Patrícia Ribeiro, 33, perdeu o emprego de cuidadora de idosos em março. “No começo da pandemia, me dispensaram porque disseram que eu poderia ser um risco [de contaminação de Covid] para a idosa”, conta.
A partir do fim de janeiro, ela voltará a ter carteira assinada. Desta vez, como empregada doméstica, na casa de outra família.
Até outubro, o mercado de trabalho para as mulheres estava ainda pior –elas eram 40,17% dos contratos formais do país, bem menor que o nível de fevereiro. Eram mais de 440 mil postos fechados para mulheres de março a outubro.
A recuperação se deu em novembro, principalmente com a retomada de contratações no setor de serviços e comércio, onde há maior concentração de trabalhadoras. Isso resultou num recorde de vagas criadas, de acordo com o Caged, em novembro: 414.556 novos contratos com carteira assinada no mês (considerando homens e mulheres).
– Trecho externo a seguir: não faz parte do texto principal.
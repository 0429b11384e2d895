//! Persistent store boundary.
//!
//! The coordinator never touches files directly. It asks a [`StoreFactory`]
//! for a [`LockHandle`] guarding the cache directory and, once the lock is
//! held, for a [`PersistentStore`] exposing one [`RawPartition`] per named
//! cache. Partitions move opaque bytes; encoding lives in the cache layer.
//!
//! Two factories are provided:
//! - [`LmdbStoreFactory`]: heed/LMDB environment plus an fs2 advisory lock file
//! - [`MemoryStoreFactory`]: process-local store used by tests, with
//!   instrumentation for observing concurrent access

pub mod file_lock;
pub mod lmdb_backend;
pub mod memory;

pub use file_lock::FileLockHandle;
pub use lmdb_backend::{LmdbPartition, LmdbStore, LmdbStoreFactory};
pub use memory::{MemoryLockHandle, MemoryStoreFactory, MemoryStoreStats};

use std::path::PathBuf;
use std::sync::Arc;
use std::time::Duration;

use taskstate_core::{lock_path_for, CacheAccessConfig, HeldLock, LockError, LockMode, StorageError};

/// Where a store lives and how it is named in diagnostics.
#[derive(Debug, Clone, PartialEq, Eq)]
pub struct StoreLocation {
    /// Directory holding the store files and the lock file.
    pub dir: PathBuf,
    pub name: String,
    pub display_name: String,
}

impl StoreLocation {
    pub fn new(dir: impl Into<PathBuf>, name: impl Into<String>, display_name: impl Into<String>) -> Self {
        Self {
            dir: dir.into(),
            name: name.into(),
            display_name: display_name.into(),
        }
    }

    pub fn from_config(config: &CacheAccessConfig) -> Self {
        Self::new(config.store_dir(), &config.cache_name, &config.display_name)
    }

    pub fn lock_path(&self) -> PathBuf {
        lock_path_for(&self.dir, &self.name)
    }
}

/// Handle on the cross-process lock of one cache directory.
///
/// A handle is reusable: it may be acquired and released any number of times.
/// Acquiring an already held handle in the same mode is a no-op that returns
/// the existing record.
pub trait LockHandle: Send {
    /// Block until the lock is held in `mode` or `timeout` elapses.
    fn acquire(&mut self, mode: LockMode, timeout: Duration) -> Result<HeldLock, LockError>;

    /// Release the lock. Releasing an unheld handle is a no-op.
    fn release(&mut self) -> Result<(), LockError>;

    fn is_held(&self) -> bool;

    /// Mode of the held lock, if any.
    fn mode(&self) -> Option<LockMode>;
}

/// Byte-level key/value partition backing one named cache.
///
/// Writes are durable in the store before the call returns.
pub trait RawPartition: Send + Sync {
    fn name(&self) -> &str;

    fn get(&self, key: &[u8]) -> Result<Option<Vec<u8>>, StorageError>;

    fn put(&self, key: &[u8], value: &[u8]) -> Result<(), StorageError>;

    fn remove(&self, key: &[u8]) -> Result<(), StorageError>;
}

/// An open persistent store.
pub trait PersistentStore: Send {
    /// Open (creating if needed) the partition named `name`.
    ///
    /// Repeated calls with the same name return handles on the same data.
    fn partition(&mut self, name: &str) -> Result<Arc<dyn RawPartition>, StorageError>;

    /// Close the store. Partition handles obtained earlier must not be used
    /// afterwards.
    fn close(self: Box<Self>) -> Result<(), StorageError>;
}

/// Creates lock handles and opens stores for a location.
pub trait StoreFactory: Send + Sync {
    /// Build an (unheld) lock handle for `location`.
    fn lock_handle(&self, location: &StoreLocation, poll_interval: Duration) -> Box<dyn LockHandle>;

    /// Open the store at `location`. Callers hold the lock in `mode` first.
    fn open(&self, location: &StoreLocation, mode: LockMode) -> Result<Box<dyn PersistentStore>, StorageError>;
}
O saldo positivo fez técnicos do governo arriscarem a previsão de que o dado de dezembro, a ser divulgado nas próximas semanas, poderá ser positivo (abertura de vagas). Dezembro costuma ser um período de demissão, quando as empresas desligam funcionários convocados temporariamente após a forte demanda nas festas de fim de ano.
O pesquisador Bruno Ottoni, do IDados e do Ibre, não acredita que o resultado do Caged de dezembro será positivo. “Por causa do aumento no número de casos e de mortes por Covid, muitas cidades estão se fechando novamente ou reduzindo o horário de funcionamento de lojas, por exemplo. Isso atrapalha um mês que geralmente já apresenta demissões”, justificou.
Portanto, há dúvidas se o aumento de contratações de mulheres no mercado formal em novembro foi pontual ou se será sustentável.
MEDIDAS DE ESTÍMULO
O governo avalia medidas para aumentar a empregabilidade, mas algumas esbarram na falta de recursos no Orçamento para serem viabilizadas. O foco é aprimorar o processo de procura de mão de obra e também a capacitação de profissionais para atender a demandas das empresas.
O Ministério da Economia não respondeu se tem medidas em estudo voltadas exclusivamente para mulheres. O Ministério da Mulher e da Família lançou recentemente o Qualifica Mulher, voltado para ampliar a inserção de trabalhadoras em situação de vulnerabilidade social no mercado. Mas ainda é um projeto piloto e com baixo orçamento.
Na pasta do ministro Paulo Guedes (Economia), está em estudo a reformulação do Pronatec (Programa Nacional de Acesso ao Ensino Técnico e Emprego), cuja verba vem sendo cortada nos últimos anos. O argumento que os cursos oferecidos não atendem à demanda do mercado de trabalho. Por isso, prepara, desde o início do governo, mudanças no programa.
Outra medida que já foi levantada é a reformulação do Sine (Sistema Nacional de Emprego) criado em 1975, ou até mesmo a privatização do órgão. Reduzir as agências físicas e ampliar a digitalização do Sine é um dos planos da equipe econômica.